● **Exercise objective**:
Search the records for the string "usize", then copy each line that has it.

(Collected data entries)
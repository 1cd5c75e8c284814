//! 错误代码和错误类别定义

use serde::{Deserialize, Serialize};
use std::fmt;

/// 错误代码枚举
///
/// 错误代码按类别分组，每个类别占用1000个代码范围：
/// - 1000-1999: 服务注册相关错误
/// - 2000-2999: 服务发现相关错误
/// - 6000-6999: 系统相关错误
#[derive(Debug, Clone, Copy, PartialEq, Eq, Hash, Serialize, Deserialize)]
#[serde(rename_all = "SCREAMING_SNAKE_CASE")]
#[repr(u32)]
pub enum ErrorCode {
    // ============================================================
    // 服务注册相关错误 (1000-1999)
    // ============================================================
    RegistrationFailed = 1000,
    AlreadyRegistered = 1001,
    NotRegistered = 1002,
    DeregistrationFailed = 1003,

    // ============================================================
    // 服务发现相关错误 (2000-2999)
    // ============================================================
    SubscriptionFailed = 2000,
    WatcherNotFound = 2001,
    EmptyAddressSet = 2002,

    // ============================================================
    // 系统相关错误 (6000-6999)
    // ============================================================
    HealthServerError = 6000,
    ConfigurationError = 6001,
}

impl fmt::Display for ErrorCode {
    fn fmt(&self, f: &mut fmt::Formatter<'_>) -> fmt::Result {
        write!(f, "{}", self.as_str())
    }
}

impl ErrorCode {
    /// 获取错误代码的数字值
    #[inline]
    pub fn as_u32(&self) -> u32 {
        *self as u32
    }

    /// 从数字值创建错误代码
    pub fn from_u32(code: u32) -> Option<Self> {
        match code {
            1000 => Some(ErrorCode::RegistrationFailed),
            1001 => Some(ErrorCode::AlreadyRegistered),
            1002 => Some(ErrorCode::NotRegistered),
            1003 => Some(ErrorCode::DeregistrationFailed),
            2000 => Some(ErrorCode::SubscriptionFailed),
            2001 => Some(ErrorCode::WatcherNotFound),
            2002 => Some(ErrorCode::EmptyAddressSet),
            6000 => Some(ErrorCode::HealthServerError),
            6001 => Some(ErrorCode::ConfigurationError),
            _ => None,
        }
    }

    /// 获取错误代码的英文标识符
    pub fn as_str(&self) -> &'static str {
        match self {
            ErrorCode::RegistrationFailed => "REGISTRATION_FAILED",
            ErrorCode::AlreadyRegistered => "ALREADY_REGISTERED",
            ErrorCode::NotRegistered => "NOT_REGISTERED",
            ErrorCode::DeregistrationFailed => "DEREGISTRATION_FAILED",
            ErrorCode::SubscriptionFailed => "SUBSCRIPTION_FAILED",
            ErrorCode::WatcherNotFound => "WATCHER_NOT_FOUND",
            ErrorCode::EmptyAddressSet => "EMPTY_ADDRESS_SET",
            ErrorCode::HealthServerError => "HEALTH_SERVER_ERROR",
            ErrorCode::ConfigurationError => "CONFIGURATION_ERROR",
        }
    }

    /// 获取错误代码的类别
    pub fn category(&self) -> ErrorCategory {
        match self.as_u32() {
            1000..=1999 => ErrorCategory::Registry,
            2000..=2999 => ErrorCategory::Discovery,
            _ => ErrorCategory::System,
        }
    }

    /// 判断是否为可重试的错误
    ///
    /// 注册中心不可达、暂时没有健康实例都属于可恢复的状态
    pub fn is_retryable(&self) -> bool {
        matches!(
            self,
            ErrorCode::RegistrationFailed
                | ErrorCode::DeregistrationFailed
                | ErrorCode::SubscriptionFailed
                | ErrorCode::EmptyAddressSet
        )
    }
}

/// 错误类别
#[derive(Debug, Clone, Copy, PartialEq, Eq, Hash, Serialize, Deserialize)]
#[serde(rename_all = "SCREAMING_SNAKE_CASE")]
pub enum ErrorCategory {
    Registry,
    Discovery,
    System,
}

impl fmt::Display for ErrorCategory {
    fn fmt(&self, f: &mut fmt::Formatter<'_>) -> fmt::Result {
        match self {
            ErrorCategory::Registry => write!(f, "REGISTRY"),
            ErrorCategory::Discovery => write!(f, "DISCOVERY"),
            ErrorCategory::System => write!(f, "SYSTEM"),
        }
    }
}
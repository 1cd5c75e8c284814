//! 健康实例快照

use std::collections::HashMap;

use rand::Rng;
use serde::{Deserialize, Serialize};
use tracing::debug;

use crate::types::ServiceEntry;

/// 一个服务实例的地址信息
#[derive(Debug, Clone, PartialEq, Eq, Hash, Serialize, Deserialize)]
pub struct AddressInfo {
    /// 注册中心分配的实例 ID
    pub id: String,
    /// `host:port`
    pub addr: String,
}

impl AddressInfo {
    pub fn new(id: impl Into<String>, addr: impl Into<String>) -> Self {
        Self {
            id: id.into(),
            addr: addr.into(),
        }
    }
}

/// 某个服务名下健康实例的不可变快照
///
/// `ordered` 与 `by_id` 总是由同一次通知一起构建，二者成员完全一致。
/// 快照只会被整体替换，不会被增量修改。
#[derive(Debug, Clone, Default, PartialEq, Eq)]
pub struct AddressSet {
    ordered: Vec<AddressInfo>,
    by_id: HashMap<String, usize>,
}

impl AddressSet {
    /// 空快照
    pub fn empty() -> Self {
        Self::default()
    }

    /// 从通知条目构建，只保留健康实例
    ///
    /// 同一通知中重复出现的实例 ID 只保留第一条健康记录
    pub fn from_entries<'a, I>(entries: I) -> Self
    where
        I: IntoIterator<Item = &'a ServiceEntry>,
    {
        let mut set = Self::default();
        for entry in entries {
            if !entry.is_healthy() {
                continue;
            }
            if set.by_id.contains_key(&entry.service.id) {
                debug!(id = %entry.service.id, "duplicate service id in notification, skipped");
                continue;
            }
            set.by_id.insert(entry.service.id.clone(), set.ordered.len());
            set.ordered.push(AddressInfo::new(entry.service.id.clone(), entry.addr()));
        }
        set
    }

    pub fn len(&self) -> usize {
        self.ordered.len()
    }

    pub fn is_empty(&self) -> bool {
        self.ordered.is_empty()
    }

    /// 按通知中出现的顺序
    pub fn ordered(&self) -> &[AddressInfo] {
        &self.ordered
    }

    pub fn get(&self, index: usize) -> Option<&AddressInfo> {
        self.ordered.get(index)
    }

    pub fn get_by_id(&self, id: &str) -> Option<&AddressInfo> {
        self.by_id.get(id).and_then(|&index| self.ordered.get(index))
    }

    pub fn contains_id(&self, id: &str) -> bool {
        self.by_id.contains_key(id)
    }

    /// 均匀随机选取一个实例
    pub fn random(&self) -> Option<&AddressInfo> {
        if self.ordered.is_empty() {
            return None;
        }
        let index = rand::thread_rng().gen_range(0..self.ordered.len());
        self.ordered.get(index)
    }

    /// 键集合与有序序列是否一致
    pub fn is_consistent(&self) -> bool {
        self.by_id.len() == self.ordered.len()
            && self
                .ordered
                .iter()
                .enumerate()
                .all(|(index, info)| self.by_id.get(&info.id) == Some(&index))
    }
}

● **Solved problem**:
    by_id: HashMap<String, usize>,
    pub fn len(&self) -> usize {
    pub fn get(&self, index: usize) -> Option<&AddressInfo> {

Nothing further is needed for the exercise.